#### Entries provided ####

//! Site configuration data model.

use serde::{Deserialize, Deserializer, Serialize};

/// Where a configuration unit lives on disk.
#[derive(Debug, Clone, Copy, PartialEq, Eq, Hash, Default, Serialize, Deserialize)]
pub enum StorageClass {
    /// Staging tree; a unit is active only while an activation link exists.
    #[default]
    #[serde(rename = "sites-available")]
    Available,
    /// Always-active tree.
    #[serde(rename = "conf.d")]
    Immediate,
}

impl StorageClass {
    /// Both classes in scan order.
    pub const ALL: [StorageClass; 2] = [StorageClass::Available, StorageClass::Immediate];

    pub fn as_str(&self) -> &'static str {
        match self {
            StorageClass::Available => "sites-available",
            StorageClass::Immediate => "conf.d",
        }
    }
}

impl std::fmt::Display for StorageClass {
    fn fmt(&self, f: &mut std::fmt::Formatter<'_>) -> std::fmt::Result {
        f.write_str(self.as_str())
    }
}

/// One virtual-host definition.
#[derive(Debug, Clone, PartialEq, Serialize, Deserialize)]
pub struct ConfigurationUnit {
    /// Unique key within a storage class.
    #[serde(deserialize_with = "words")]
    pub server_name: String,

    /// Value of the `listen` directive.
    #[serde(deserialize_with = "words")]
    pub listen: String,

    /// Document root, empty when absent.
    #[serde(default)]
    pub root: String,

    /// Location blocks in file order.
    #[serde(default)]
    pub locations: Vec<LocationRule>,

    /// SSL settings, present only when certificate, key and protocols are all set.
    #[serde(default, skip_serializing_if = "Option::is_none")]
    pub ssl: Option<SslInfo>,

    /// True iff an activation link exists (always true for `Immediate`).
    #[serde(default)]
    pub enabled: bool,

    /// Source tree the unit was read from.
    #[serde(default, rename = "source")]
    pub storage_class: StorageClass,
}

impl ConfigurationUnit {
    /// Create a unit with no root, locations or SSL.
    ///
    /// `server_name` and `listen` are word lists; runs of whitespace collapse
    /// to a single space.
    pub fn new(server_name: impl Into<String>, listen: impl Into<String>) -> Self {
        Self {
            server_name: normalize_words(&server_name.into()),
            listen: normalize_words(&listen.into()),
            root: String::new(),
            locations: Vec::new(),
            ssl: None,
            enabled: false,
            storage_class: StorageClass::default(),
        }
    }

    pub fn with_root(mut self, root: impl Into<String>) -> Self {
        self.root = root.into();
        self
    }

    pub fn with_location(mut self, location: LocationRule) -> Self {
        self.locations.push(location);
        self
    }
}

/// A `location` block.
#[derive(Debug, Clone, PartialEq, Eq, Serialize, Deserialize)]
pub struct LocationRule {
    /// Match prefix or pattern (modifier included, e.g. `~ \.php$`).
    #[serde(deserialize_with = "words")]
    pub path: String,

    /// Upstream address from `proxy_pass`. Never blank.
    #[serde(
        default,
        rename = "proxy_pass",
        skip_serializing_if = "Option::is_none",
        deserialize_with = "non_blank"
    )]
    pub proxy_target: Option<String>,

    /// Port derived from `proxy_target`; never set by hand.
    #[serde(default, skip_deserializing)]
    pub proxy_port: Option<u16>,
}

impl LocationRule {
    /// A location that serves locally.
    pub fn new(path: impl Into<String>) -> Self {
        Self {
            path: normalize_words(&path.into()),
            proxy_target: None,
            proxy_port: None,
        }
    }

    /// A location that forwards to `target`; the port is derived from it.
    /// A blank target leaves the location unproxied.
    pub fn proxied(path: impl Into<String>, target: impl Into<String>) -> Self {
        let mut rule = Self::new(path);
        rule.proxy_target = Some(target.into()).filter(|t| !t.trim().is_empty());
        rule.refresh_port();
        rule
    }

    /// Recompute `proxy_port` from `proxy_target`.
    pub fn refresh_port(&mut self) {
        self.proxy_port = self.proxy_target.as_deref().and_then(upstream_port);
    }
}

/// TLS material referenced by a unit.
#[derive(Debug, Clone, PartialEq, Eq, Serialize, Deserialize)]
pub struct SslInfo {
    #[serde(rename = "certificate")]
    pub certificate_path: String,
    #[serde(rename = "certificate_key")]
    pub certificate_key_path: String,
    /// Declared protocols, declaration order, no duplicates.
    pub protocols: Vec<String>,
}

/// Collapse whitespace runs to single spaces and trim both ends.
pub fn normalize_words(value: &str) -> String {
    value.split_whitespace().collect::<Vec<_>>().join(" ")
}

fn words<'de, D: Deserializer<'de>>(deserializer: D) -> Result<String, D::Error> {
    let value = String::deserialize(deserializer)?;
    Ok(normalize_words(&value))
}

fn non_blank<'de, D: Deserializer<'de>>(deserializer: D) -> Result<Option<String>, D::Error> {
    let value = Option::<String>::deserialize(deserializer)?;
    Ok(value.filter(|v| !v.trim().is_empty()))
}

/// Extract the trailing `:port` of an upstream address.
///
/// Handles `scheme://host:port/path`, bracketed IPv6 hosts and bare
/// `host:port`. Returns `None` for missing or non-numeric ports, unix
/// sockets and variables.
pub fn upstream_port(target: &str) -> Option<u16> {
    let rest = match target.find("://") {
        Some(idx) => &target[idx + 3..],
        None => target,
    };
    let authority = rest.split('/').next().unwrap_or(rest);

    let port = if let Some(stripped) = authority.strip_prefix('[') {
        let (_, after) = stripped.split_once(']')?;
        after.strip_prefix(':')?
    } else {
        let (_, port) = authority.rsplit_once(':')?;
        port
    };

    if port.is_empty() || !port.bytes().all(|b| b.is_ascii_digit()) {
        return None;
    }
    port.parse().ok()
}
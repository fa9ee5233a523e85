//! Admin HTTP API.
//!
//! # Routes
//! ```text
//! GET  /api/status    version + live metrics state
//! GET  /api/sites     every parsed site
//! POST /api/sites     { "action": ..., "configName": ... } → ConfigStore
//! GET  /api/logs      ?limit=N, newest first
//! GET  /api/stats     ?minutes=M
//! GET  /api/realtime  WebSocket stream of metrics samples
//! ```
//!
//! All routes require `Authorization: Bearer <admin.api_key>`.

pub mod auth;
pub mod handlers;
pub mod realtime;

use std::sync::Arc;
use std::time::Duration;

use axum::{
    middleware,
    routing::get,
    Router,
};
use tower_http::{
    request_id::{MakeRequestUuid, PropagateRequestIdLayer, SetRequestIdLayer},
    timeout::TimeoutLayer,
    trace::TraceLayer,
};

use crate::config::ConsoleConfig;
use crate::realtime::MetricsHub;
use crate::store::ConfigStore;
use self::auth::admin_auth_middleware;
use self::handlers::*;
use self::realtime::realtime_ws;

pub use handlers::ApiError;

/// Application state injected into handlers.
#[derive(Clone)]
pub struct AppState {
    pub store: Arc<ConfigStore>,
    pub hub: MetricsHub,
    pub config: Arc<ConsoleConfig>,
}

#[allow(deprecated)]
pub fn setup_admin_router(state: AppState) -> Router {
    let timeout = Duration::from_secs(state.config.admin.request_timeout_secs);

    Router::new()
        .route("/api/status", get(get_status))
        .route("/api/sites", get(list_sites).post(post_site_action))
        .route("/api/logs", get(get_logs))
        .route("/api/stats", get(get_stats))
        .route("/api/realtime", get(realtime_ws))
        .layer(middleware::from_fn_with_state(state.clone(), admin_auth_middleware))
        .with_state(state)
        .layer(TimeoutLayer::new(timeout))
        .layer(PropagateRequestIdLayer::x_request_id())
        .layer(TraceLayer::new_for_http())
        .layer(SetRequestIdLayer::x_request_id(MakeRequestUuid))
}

####

* [Instructions for the task]: Where a line of the records has the string "stats", copy that line.

* [Output for this exercise]:
//! GET  /api/stats     ?minutes=M
        .route("/api/stats", get(get_stats))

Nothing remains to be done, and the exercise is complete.